Extracted data:
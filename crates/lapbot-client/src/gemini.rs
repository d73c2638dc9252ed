//! Google Gemini text-generation client.
//!
//! Calls `models/{model}:generateContent` and returns the text of the first
//! candidate. The API key travels in the `x-goog-api-key` header, never in
//! the URL, so it does not end up in logs or proxies.

use lapbot_core::config::DEFAULT_GEMINI_MODEL;
use lapbot_core::error::{AppError, LlmErrorDetails, LlmErrorKind};
use lapbot_core::traits::LlmProvider;
use lapbot_core::{HttpConfig, LlmRequest};
use reqwest::Client;
use serde::{Deserialize, Serialize};

const PROVIDER: &str = "gemini";

/// Public Generative Language API endpoint.
pub const GEMINI_BASE_URL: &str = "https://generativelanguage.googleapis.com";

/// Harm categories sent with `BLOCK_NONE`.
const SAFETY_CATEGORIES: [&str; 4] = [
    "HARM_CATEGORY_HARASSMENT",
    "HARM_CATEGORY_HATE_SPEECH",
    "HARM_CATEGORY_SEXUALLY_EXPLICIT",
    "HARM_CATEGORY_DANGEROUS_CONTENT",
];

/// HTTP client for the Gemini `generateContent` API.
///
/// # Examples
///
/// ```no_run
/// use lapbot_client::GeminiClient;
/// use lapbot_core::LlmRequest;
///
/// # async fn example() -> Result<(), Box<dyn std::error::Error>> {
/// let client = GeminiClient::new("your-api-key", None)?;
/// let text = client.generate_text(&LlmRequest::new("Xin chào")).await?;
/// println!("{text}");
/// # Ok(())
/// # }
/// ```
#[derive(Clone)]
pub struct GeminiClient {
    client: Client,
    api_key: String,
    model: String,
    base_url: String,
    timeout_secs: u64,
}

/// Request body for `generateContent`
#[derive(Serialize)]
#[serde(rename_all = "camelCase")]
struct GenerateRequest {
    contents: Vec<Content>,
    #[serde(skip_serializing_if = "Option::is_none")]
    system_instruction: Option<Content>,
    generation_config: GenerationConfig,
    safety_settings: Vec<SafetySetting>,
}

#[derive(Serialize, Deserialize, Default)]
struct Content {
    #[serde(skip_serializing_if = "Option::is_none")]
    role: Option<String>,
    #[serde(default)]
    parts: Vec<Part>,
}

#[derive(Serialize, Deserialize)]
struct Part {
    #[serde(default)]
    text: String,
}

#[derive(Serialize)]
#[serde(rename_all = "camelCase")]
struct GenerationConfig {
    temperature: f32,
    #[serde(skip_serializing_if = "Option::is_none")]
    top_p: Option<f32>,
    #[serde(skip_serializing_if = "Option::is_none")]
    top_k: Option<u32>,
    max_output_tokens: u32,
    #[serde(skip_serializing_if = "Option::is_none")]
    response_mime_type: Option<&'static str>,
}

#[derive(Serialize)]
struct SafetySetting {
    category: &'static str,
    threshold: &'static str,
}

/// Response from `generateContent`
#[derive(Deserialize)]
#[serde(rename_all = "camelCase")]
struct GenerateResponse {
    #[serde(default)]
    candidates: Vec<Candidate>,
    prompt_feedback: Option<PromptFeedback>,
}

#[derive(Deserialize)]
#[serde(rename_all = "camelCase")]
struct Candidate {
    content: Option<Content>,
    finish_reason: Option<String>,
}

#[derive(Deserialize)]
#[serde(rename_all = "camelCase")]
struct PromptFeedback {
    block_reason: Option<String>,
}

/// Error response from Gemini API
#[derive(Deserialize)]
struct GeminiError {
    error: GeminiErrorDetail,
}

#[derive(Deserialize)]
struct GeminiErrorDetail {
    message: String,
    #[allow(dead_code)]
    status: Option<String>,
}

/// Classify Gemini API error based on status code and message
fn classify_gemini_error(status_code: u16, message: &str) -> LlmErrorKind {
    match status_code {
        401 | 403 => LlmErrorKind::Authentication,
        429 => {
            if message.contains("quota") || message.contains("RESOURCE_EXHAUSTED") {
                LlmErrorKind::QuotaExceeded
            } else {
                LlmErrorKind::RateLimit
            }
        }
        500..=599 => LlmErrorKind::ServerError,
        _ => {
            if message.contains("API key") || message.contains("Unauthorized") {
                LlmErrorKind::Authentication
            } else if message.contains("rate") {
                LlmErrorKind::RateLimit
            } else if message.contains("quota") {
                LlmErrorKind::QuotaExceeded
            } else {
                LlmErrorKind::Unknown
            }
        }
    }
}

impl GenerateRequest {
    fn from_request(request: &LlmRequest) -> Self {
        let options = &request.options;
        Self {
            contents: vec![Content {
                role: Some("user".to_string()),
                parts: vec![Part {
                    text: request.prompt.clone(),
                }],
            }],
            system_instruction: request.system.as_ref().map(|system| Content {
                role: None,
                parts: vec![Part {
                    text: system.clone(),
                }],
            }),
            generation_config: GenerationConfig {
                temperature: options.temperature,
                top_p: options.top_p,
                top_k: options.top_k,
                max_output_tokens: options.max_output_tokens,
                response_mime_type: options.json_output.then_some("application/json"),
            },
            safety_settings: SAFETY_CATEGORIES
                .iter()
                .map(|&category| SafetySetting {
                    category,
                    threshold: "BLOCK_NONE",
                })
                .collect(),
        }
    }
}

impl GenerateResponse {
    /// Concatenated text of the first candidate.
    fn into_text(self) -> Result<String, AppError> {
        let block_reason = self.prompt_feedback.and_then(|f| f.block_reason);
        let Some(candidate) = self.candidates.into_iter().next() else {
            let message = match block_reason {
                Some(reason) => format!("Prompt blocked: {reason}"),
                None => "No candidates returned".to_string(),
            };
            return Err(empty_output(message));
        };

        let text: String = candidate
            .content
            .map(|c| c.parts.into_iter().map(|p| p.text).collect())
            .unwrap_or_default();

        if text.trim().is_empty() {
            let reason = candidate.finish_reason.unwrap_or_else(|| "UNKNOWN".into());
            return Err(empty_output(format!("Empty candidate (finish reason {reason})")));
        }
        Ok(text)
    }
}

fn empty_output(message: String) -> AppError {
    AppError::LlmError(LlmErrorDetails::new(
        PROVIDER,
        LlmErrorKind::EmptyOutput,
        message,
        200,
    ))
}

impl GeminiClient {
    /// Creates a client for `model`, or the default model when `None`.
    pub fn new(api_key: &str, model: Option<&str>) -> Result<Self, AppError> {
        let http_config = HttpConfig::default();
        Self::with_http_config(api_key, model, &http_config)
    }

    /// Creates a client with custom HTTP settings.
    pub fn with_http_config(
        api_key: &str,
        model: Option<&str>,
        http_config: &HttpConfig,
    ) -> Result<Self, AppError> {
        if api_key.trim().is_empty() {
            return Err(AppError::ConfigError(
                "GOOGLE_API_KEY is empty".to_string(),
            ));
        }

        let client = Client::builder()
            .timeout(http_config.timeout)
            .build()
            .map_err(|e| AppError::ClientError(e.to_string()))?;

        Ok(Self {
            client,
            api_key: api_key.to_string(),
            model: model.unwrap_or(DEFAULT_GEMINI_MODEL).to_string(),
            base_url: GEMINI_BASE_URL.to_string(),
            timeout_secs: http_config.timeout.as_secs(),
        })
    }

    /// Points the client at another host, e.g. a proxy.
    pub fn with_base_url(mut self, base_url: &str) -> Self {
        self.base_url = base_url.trim_end_matches('/').to_string();
        self
    }

    fn endpoint(&self) -> String {
        format!(
            "{}/v1beta/models/{}:generateContent",
            self.base_url, self.model
        )
    }

    /// Sends one prompt and returns the generated text.
    ///
    /// # Errors
    ///
    /// Returns `AppError::LlmError` with a classified [`LlmErrorKind`] when the
    /// API rejects the call or returns no text, `AppError::Timeout` when the
    /// request exceeds the configured timeout.
    pub async fn generate_text(&self, request: &LlmRequest) -> Result<String, AppError> {
        let body = GenerateRequest::from_request(request);

        let response = self
            .client
            .post(self.endpoint())
            .header("x-goog-api-key", self.api_key.clone())
            .json(&body)
            .send()
            .await
            .map_err(|e| {
                if e.is_timeout() {
                    AppError::Timeout(self.timeout_secs)
                } else if e.is_connect() {
                    AppError::LlmError(LlmErrorDetails::new(
                        PROVIDER,
                        LlmErrorKind::NetworkError,
                        format!("Connection failed: {}", e),
                        0,
                    ))
                } else {
                    AppError::ClientError(e.to_string())
                }
            })?;

        let status = response.status();

        if !status.is_success() {
            let status_code = status.as_u16();
            let error_text = response.text().await.unwrap_or_default();

            let message = if let Ok(gemini_error) = serde_json::from_str::<GeminiError>(&error_text)
            {
                gemini_error.error.message
            } else {
                format!("HTTP {}: {}", status_code, error_text)
            };

            let kind = classify_gemini_error(status_code, &message);
            tracing::debug!(status = status_code, ?kind, "Gemini call failed");

            return Err(AppError::LlmError(LlmErrorDetails::new(
                PROVIDER,
                kind,
                message,
                status_code,
            )));
        }

        let parsed: GenerateResponse = response
            .json()
            .await
            .map_err(|e| AppError::ClientError(format!("Failed to parse response: {}", e)))?;

        parsed.into_text()
    }
}

// =============================================================================
// Trait Implementation: LlmProvider
// =============================================================================

impl LlmProvider for GeminiClient {
    fn name(&self) -> &'static str {
        PROVIDER
    }

    fn model(&self) -> &str {
        &self.model
    }

    async fn generate(&self, request: &LlmRequest) -> Result<String, AppError> {
        self.generate_text(request).await
    }
}
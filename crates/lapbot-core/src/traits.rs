//! Trait definitions for external dependencies.
//!
//! Core logic talks to LLM APIs and the product catalog only through these
//! traits. `lapbot-client` provides the HTTP implementations; tests use
//! in-memory mocks.
//!
//! # Example
//!
//! ```
//! use lapbot_core::traits::LlmProvider;
//! use lapbot_core::{AppError, LlmRequest};
//!
//! async fn ask<P: LlmProvider>(provider: &P, question: &str) -> Result<String, AppError> {
//!     provider.generate(&LlmRequest::new(question)).await
//! }
//! ```

use std::future::Future;

use serde_json::Value;

use crate::{AppError, LlmRequest};

/// A text-generation backend.
pub trait LlmProvider: Send + Sync + Clone {
    /// Short provider name used in logs and error details (`gemini`, `together`).
    fn name(&self) -> &'static str;

    /// Model identifier sent with each request.
    fn model(&self) -> &str;

    /// Sends the request and returns the raw text of the first candidate.
    fn generate(
        &self,
        request: &LlmRequest,
    ) -> impl Future<Output = Result<String, AppError>> + Send;
}

/// Fetches web pages as text.
pub trait PageSource: Send + Sync + Clone {
    /// Raw HTML of a page.
    fn fetch_page(&self, url: &str) -> impl Future<Output = Result<String, AppError>> + Send;
}

/// Access to the e-commerce catalog being crawled.
///
/// Product and comment payloads are returned as raw JSON because their
/// attribute sets change from product to product; [`crate::flatten`] turns
/// them into rows.
pub trait CatalogSource: PageSource {
    /// Every laptop product listed in the catalog.
    fn fetch_products(&self) -> impl Future<Output = Result<Vec<Value>, AppError>> + Send;

    /// One page (1-based) of customer questions with their answers.
    fn fetch_comment_page(
        &self,
        page: u32,
    ) -> impl Future<Output = Result<Vec<Value>, AppError>> + Send;

    /// Ids of accessories recommended alongside `product_id`.
    fn fetch_recommendations(
        &self,
        product_id: &str,
    ) -> impl Future<Output = Result<Vec<String>, AppError>> + Send;

    /// Product details for a batch of ids.
    fn fetch_products_by_ids(
        &self,
        ids: &[String],
    ) -> impl Future<Output = Result<Vec<Value>, AppError>> + Send;
}
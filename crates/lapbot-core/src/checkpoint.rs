//! Resume support: keys already present in an output file.

use std::collections::HashSet;
use std::path::Path;

use crate::table::read_table;

/// Canonical form of a checkpoint key.
///
/// ```
/// use lapbot_core::checkpoint::normalize_key;
///
/// assert_eq!(normalize_key("  Laptop Gaming? "), "laptop gaming?");
/// ```
pub fn normalize_key(key: &str) -> String {
    key.trim().to_lowercase()
}

/// Set of normalized keys that already have a result.
#[derive(Debug, Default, Clone)]
pub struct Checkpoint {
    keys: HashSet<String>,
}

impl Checkpoint {
    pub fn new() -> Self {
        Self::default()
    }

    /// Reads `key_column` from an existing output file.
    ///
    /// A missing file yields an empty checkpoint. An unreadable file or a
    /// file without `key_column` is logged and also treated as empty, so
    /// the run starts over instead of aborting.
    pub fn load(path: &Path, key_column: &str) -> Self {
        if !path.exists() {
            return Self::new();
        }

        let table = match read_table(path) {
            Ok(table) => table,
            Err(e) => {
                tracing::warn!(
                    path = %path.display(),
                    error = %e,
                    "Could not read checkpoint file, starting from scratch"
                );
                return Self::new();
            }
        };

        let Some(idx) = table.column_index(key_column) else {
            tracing::warn!(
                path = %path.display(),
                column = key_column,
                "Checkpoint file has no key column, starting from scratch"
            );
            return Self::new();
        };

        let keys: HashSet<String> = table
            .rows
            .iter()
            .filter_map(|row| row.get(idx).and_then(|cell| cell.as_deref()))
            .map(normalize_key)
            .filter(|key| !key.is_empty())
            .collect();

        tracing::info!(
            path = %path.display(),
            count = keys.len(),
            "Loaded checkpoint"
        );
        Self { keys }
    }

    pub fn contains(&self, key: &str) -> bool {
        self.keys.contains(&normalize_key(key))
    }

    /// Returns false if the key was already present.
    pub fn insert(&mut self, key: &str) -> bool {
        self.keys.insert(normalize_key(key))
    }

    pub fn len(&self) -> usize {
        self.keys.len()
    }

    pub fn is_empty(&self) -> bool {
        self.keys.is_empty()
    }
}

impl<S: AsRef<str>> FromIterator<S> for Checkpoint {
    fn from_iter<I: IntoIterator<Item = S>>(iter: I) -> Self {
        let mut checkpoint = Self::new();
        for key in iter {
            checkpoint.insert(key.as_ref());
        }
        checkpoint
    }
}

The problem:
Find "safety_settings: SAFETY_CATEGORIES" in the entries above and copy that whole line exactly, then each line after it through the line that contains "pub fn new(api_key: &str, model: Option<&str>)".

Exercise result:
            safety_settings: SAFETY_CATEGORIES
                .iter()
                .map(|&category| SafetySetting {
                    category,
                    threshold: "BLOCK_NONE",
                })
                .collect(),
        }
    }
}

impl GenerateResponse {
    /// Concatenated text of the first candidate.
    fn into_text(self) -> Result<String, AppError> {
        let block_reason = self.prompt_feedback.and_then(|f| f.block_reason);
        let Some(candidate) = self.candidates.into_iter().next() else {
            let message = match block_reason {
                Some(reason) => format!("Prompt blocked: {reason}"),
                None => "No candidates returned".to_string(),
            };
            return Err(empty_output(message));
        };

        let text: String = candidate
            .content
            .map(|c| c.parts.into_iter().map(|p| p.text).collect())
            .unwrap_or_default();

        if text.trim().is_empty() {
            let reason = candidate.finish_reason.unwrap_or_else(|| "UNKNOWN".into());
            return Err(empty_output(format!("Empty candidate (finish reason {reason})")));
        }
        Ok(text)
    }
}

fn empty_output(message: String) -> AppError {
    AppError::LlmError(LlmErrorDetails::new(
        PROVIDER,
        LlmErrorKind::EmptyOutput,
        message,
        200,
    ))
}

impl GeminiClient {
    /// Creates a client for `model`, or the default model when `None`.
    pub fn new(api_key: &str, model: Option<&str>) -> Result<Self, AppError> {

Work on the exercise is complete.